Records for processing:

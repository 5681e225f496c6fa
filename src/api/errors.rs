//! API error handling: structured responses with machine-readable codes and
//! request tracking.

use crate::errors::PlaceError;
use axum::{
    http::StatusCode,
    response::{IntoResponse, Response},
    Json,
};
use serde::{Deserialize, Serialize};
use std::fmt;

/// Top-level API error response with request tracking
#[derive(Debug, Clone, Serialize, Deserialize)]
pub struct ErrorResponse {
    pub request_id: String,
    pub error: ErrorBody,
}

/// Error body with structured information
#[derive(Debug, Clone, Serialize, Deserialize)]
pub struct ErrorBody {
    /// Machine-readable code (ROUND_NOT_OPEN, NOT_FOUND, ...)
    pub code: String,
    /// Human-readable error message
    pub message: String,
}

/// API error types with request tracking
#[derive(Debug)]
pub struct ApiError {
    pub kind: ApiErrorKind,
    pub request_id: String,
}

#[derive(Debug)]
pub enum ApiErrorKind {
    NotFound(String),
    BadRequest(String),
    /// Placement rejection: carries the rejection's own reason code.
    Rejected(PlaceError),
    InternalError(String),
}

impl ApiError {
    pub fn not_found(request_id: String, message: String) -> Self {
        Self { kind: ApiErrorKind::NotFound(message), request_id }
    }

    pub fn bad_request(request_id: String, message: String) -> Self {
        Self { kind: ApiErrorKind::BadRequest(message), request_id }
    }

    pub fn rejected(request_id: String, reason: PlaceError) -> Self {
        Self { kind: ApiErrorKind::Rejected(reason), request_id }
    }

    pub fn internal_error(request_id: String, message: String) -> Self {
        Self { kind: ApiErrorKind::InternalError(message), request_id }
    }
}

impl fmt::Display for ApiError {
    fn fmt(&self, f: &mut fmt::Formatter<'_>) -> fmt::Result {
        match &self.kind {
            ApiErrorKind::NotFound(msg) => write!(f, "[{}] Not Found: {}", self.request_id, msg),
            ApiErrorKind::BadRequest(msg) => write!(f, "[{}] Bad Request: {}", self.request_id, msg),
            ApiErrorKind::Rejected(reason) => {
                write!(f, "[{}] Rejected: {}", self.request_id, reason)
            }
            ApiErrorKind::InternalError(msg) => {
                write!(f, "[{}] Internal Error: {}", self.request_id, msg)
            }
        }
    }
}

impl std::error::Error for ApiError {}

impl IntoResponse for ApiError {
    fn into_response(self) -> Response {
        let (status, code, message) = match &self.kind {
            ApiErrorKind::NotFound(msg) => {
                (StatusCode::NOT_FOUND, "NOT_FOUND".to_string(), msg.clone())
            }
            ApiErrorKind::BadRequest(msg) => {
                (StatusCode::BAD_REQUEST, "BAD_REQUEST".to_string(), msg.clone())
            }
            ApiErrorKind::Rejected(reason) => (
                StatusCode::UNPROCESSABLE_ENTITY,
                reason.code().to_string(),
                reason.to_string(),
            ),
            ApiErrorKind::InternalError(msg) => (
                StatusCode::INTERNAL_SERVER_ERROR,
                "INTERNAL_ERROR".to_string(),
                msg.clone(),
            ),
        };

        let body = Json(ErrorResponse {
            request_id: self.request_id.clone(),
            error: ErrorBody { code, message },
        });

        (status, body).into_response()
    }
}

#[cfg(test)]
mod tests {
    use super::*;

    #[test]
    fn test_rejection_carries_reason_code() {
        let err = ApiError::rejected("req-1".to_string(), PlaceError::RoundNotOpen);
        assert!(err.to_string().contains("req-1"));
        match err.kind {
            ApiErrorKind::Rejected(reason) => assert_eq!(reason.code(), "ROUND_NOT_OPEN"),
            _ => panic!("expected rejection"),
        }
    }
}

...

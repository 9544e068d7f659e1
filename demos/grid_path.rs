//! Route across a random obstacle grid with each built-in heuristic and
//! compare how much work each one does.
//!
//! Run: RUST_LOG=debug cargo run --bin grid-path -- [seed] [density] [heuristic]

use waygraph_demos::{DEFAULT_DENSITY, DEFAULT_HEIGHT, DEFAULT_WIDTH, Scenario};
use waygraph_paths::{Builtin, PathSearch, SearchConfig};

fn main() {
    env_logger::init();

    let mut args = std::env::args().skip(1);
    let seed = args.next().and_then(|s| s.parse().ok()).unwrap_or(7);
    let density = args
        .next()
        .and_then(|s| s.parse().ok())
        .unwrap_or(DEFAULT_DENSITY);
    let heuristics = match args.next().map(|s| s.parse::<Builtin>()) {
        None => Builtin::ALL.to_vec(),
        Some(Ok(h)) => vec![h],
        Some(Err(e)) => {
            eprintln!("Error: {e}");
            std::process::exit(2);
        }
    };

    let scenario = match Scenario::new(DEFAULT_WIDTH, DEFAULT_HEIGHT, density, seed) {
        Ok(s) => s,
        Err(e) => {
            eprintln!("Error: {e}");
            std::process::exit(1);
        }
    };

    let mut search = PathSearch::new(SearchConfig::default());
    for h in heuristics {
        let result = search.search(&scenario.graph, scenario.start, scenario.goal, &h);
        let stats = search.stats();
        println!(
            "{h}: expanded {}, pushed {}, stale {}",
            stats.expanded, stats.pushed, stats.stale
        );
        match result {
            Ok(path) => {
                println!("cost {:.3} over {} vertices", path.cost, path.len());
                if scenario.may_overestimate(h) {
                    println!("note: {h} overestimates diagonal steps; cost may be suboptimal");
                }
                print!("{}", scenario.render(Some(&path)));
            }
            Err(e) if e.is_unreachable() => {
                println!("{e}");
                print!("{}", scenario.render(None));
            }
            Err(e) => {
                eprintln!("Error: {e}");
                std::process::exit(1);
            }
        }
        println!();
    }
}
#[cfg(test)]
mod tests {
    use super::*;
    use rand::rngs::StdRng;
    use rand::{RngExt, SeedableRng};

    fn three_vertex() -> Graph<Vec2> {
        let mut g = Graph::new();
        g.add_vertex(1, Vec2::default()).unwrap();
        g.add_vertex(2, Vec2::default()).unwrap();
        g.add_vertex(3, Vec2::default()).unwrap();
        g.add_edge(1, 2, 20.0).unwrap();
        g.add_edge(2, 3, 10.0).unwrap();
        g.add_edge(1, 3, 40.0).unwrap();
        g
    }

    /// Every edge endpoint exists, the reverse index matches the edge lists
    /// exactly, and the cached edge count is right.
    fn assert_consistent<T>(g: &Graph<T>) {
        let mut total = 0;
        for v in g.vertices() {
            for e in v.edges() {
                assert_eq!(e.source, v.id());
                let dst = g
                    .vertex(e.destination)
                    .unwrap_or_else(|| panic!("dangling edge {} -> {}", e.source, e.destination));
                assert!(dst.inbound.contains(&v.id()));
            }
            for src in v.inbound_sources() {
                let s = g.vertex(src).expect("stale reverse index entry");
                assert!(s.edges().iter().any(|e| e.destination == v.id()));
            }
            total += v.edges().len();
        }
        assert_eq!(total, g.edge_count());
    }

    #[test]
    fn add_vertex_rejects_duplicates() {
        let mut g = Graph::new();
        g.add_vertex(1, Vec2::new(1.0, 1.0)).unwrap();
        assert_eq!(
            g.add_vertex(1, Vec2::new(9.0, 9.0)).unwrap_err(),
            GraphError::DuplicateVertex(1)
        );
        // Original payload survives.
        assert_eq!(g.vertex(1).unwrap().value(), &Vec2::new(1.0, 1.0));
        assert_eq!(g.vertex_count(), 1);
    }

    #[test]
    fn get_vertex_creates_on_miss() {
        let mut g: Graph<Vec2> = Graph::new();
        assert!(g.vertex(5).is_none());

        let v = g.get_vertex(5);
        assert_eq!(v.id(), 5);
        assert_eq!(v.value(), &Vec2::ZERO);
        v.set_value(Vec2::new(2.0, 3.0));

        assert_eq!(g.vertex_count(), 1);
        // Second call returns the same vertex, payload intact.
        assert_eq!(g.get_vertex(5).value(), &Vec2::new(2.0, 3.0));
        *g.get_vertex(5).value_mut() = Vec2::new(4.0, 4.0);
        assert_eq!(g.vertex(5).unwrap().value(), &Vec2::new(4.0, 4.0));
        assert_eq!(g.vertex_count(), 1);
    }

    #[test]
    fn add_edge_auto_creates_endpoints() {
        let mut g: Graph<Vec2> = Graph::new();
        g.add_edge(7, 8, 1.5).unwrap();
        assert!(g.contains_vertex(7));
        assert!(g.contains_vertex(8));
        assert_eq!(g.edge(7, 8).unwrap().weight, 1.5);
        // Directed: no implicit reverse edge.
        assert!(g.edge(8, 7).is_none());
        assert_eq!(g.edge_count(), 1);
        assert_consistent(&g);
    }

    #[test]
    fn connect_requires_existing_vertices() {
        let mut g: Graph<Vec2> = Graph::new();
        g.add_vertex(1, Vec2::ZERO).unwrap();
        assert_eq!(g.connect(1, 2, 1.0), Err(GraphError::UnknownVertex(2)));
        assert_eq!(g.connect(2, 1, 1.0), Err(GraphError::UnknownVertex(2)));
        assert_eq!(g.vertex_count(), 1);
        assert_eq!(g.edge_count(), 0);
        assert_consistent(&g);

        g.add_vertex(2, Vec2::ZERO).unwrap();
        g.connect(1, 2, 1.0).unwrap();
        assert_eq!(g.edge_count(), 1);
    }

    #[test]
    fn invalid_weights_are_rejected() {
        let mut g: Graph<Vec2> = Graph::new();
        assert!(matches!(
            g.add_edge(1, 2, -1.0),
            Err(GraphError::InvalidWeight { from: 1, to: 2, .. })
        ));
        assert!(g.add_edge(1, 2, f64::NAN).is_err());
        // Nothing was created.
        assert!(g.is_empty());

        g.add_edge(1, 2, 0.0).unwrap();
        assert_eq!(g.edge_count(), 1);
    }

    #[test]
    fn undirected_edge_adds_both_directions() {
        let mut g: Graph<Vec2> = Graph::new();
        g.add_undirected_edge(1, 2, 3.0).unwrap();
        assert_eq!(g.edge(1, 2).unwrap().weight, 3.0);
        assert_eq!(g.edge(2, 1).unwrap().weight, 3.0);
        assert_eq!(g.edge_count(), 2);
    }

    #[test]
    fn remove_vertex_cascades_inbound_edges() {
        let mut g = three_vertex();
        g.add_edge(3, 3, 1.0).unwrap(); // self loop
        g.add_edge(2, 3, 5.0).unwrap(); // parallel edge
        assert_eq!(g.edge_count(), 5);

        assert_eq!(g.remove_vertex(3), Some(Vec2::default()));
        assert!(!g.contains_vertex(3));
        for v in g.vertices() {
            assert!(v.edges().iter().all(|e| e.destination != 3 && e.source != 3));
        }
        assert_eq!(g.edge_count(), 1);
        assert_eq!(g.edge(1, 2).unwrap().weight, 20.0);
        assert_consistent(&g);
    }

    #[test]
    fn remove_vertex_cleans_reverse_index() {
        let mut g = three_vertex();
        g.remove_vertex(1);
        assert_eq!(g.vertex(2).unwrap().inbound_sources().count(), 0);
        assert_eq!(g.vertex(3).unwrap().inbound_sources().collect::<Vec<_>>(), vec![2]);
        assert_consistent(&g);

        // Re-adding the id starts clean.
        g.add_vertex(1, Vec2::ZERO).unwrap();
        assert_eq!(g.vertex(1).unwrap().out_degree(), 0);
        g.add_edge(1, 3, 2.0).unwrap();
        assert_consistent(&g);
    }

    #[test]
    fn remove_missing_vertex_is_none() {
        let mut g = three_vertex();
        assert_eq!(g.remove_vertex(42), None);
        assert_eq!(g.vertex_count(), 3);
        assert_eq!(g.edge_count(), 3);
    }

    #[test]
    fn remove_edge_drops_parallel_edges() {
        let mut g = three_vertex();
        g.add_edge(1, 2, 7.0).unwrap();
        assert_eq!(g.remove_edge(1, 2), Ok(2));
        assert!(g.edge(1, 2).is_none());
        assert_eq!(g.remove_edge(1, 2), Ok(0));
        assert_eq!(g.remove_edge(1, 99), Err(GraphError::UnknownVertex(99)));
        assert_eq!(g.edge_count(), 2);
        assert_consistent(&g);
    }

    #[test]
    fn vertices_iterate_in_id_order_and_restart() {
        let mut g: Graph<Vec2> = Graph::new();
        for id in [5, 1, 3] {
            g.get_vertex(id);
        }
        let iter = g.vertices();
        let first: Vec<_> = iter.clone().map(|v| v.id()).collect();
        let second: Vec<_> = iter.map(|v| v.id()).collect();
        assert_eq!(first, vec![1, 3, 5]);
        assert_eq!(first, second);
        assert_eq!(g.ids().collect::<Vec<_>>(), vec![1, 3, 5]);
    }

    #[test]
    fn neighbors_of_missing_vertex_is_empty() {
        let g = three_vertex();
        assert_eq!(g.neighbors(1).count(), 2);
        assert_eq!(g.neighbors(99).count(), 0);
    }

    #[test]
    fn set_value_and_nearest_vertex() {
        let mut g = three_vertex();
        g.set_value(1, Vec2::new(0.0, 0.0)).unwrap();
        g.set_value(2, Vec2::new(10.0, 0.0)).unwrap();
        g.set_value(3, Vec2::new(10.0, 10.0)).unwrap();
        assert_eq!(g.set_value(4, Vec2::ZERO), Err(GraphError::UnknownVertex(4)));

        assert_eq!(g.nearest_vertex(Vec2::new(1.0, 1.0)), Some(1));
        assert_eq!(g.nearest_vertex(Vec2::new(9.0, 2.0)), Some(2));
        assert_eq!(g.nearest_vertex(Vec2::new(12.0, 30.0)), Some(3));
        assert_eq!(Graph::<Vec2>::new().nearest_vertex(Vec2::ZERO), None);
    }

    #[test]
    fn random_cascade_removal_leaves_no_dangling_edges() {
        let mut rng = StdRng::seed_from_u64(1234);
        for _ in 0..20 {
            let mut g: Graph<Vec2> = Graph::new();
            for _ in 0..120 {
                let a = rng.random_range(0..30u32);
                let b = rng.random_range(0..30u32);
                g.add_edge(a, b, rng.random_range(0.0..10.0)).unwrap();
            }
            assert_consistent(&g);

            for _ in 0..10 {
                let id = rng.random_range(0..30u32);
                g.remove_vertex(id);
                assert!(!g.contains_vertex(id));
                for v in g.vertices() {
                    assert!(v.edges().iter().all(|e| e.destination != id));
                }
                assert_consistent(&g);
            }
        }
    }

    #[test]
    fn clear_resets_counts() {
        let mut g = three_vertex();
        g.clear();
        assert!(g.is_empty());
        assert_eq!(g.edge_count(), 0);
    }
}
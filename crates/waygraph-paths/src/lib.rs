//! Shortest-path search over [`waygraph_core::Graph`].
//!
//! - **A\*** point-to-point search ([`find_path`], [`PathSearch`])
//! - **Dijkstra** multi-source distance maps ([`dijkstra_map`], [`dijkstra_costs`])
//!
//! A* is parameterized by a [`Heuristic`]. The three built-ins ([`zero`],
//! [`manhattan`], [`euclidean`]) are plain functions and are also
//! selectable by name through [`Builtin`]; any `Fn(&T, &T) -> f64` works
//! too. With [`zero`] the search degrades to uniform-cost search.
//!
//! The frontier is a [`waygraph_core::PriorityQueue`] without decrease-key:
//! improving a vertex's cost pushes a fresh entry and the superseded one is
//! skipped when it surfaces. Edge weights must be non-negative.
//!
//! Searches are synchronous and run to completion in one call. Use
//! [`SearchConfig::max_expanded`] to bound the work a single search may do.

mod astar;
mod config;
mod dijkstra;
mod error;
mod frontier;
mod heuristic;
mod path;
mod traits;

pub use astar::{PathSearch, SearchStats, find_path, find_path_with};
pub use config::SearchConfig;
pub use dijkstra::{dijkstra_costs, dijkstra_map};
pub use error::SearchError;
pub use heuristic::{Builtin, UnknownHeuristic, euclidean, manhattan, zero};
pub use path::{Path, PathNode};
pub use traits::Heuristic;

Your instructions: Using the records above, find the number of lines that contain the string "IntoResponse", and give that number without further comment.

Solution for this task: 2